Your task is to copy each line in the listing that includes the word "match".

• _MATERIAL PROVIDED_
= = = = =

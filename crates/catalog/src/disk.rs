// Copyright The AgentSmith-Hub Authors
// SPDX-License-Identifier: Apache-2.0

use cplane_core::ComponentKind;
use std::path::{Path, PathBuf};

/// Errors from reading or writing the file-backed config root.
#[derive(thiserror::Error, Debug)]
pub enum DiskError {
    /// An I/O error occurred at the given path.
    #[error("I/O error at {path}: {source}")]
    Io {
        /// The path involved.
        path: PathBuf,
        /// The underlying error.
        #[source]
        source: std::io::Error,
    },
}

fn io_err(path: &Path, source: std::io::Error) -> DiskError {
    DiskError::Io {
        path: path.to_path_buf(),
        source,
    }
}

pub(crate) fn live_path(root: &Path, kind: ComponentKind, id: &str) -> PathBuf {
    root.join(kind.dir_name()).join(format!("{id}.{}", kind.file_extension()))
}

pub(crate) fn draft_path(root: &Path, kind: ComponentKind, id: &str) -> PathBuf {
    let mut p = live_path(root, kind, id).into_os_string();
    p.push(".new");
    PathBuf::from(p)
}

/// Writes `contents` to `path` atomically: write to a sibling temp file, then rename over the
/// destination. Creates the parent directory if missing.
fn write_atomic(path: &Path, contents: &str) -> Result<(), DiskError> {
    if let Some(parent) = path.parent() {
        std::fs::create_dir_all(parent).map_err(|e| io_err(parent, e))?;
    }
    let tmp_path = path.with_extension(format!(
        "{}.tmp",
        path.extension().and_then(|e| e.to_str()).unwrap_or("tmp")
    ));
    std::fs::write(&tmp_path, contents).map_err(|e| io_err(&tmp_path, e))?;
    std::fs::rename(&tmp_path, path).map_err(|e| io_err(path, e))?;
    Ok(())
}

fn remove_if_present(path: &Path) -> Result<(), DiskError> {
    match std::fs::remove_file(path) {
        Ok(()) => Ok(()),
        Err(e) if e.kind() == std::io::ErrorKind::NotFound => Ok(()),
        Err(e) => Err(io_err(path, e)),
    }
}

pub(crate) fn write_live(root: &Path, kind: ComponentKind, id: &str, raw: &str) -> Result<(), DiskError> {
    write_atomic(&live_path(root, kind, id), raw)
}

pub(crate) fn delete_live(root: &Path, kind: ComponentKind, id: &str) -> Result<(), DiskError> {
    remove_if_present(&live_path(root, kind, id))
}

pub(crate) fn write_draft(root: &Path, kind: ComponentKind, id: &str, raw: &str) -> Result<(), DiskError> {
    write_atomic(&draft_path(root, kind, id), raw)
}

pub(crate) fn delete_draft(root: &Path, kind: ComponentKind, id: &str) -> Result<(), DiskError> {
    remove_if_present(&draft_path(root, kind, id))
}

/// Scans `<root>/<kind>/` and returns `(live files, draft files)` as `(id, raw)` pairs.
pub(crate) fn scan_kind_dir(
    root: &Path,
    kind: ComponentKind,
) -> Result<(Vec<(String, String)>, Vec<(String, String)>), DiskError> {
    let dir = root.join(kind.dir_name());
    let mut live = Vec::new();
    let mut drafts = Vec::new();

    let entries = match std::fs::read_dir(&dir) {
        Ok(entries) => entries,
        Err(e) if e.kind() == std::io::ErrorKind::NotFound => return Ok((live, drafts)),
        Err(e) => return Err(io_err(&dir, e)),
    };

    let ext = kind.file_extension();
    let live_suffix = format!(".{ext}");
    let draft_suffix = format!(".{ext}.new");

    for entry in entries {
        let entry = entry.map_err(|e| io_err(&dir, e))?;
        let path = entry.path();
        let Some(name) = path.file_name().and_then(|n| n.to_str()) else {
            continue;
        };

        if let Some(id) = name.strip_suffix(&draft_suffix) {
            let raw = std::fs::read_to_string(&path).map_err(|e| io_err(&path, e))?;
            drafts.push((id.to_string(), raw));
        } else if let Some(id) = name.strip_suffix(&live_suffix) {
            let raw = std::fs::read_to_string(&path).map_err(|e| io_err(&path, e))?;
            live.push((id.to_string(), raw));
        }
    }

    Ok((live, drafts))
}

#[cfg(test)]
mod tests {
    use super::*;

    #[test]
    fn draft_path_appends_new_suffix() {
        let root = PathBuf::from("/cfg");
        let p = draft_path(&root, ComponentKind::Ruleset, "r1");
        assert_eq!(p, PathBuf::from("/cfg/ruleset/r1.xml.new"));
    }

    #[test]
    fn scan_separates_live_from_draft() {
        let dir = tempfile::tempdir().unwrap();
        std::fs::create_dir_all(dir.path().join("output")).unwrap();
        std::fs::write(dir.path().join("output/o1.yaml"), "a: 1").unwrap();
        std::fs::write(dir.path().join("output/o1.yaml.new"), "a: 2").unwrap();
        std::fs::write(dir.path().join("output/o2.yaml"), "a: 3").unwrap();

        let (live, drafts) = scan_kind_dir(dir.path(), ComponentKind::Output).unwrap();
        assert_eq!(live.len(), 2);
        assert_eq!(drafts.len(), 1);
        assert_eq!(drafts[0], ("o1".to_string(), "a: 2".to_string()));
    }
}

= = = = =

• _RESPONSE_
    match std::fs::remove_file(path) {
    let entries = match std::fs::read_dir(&dir) {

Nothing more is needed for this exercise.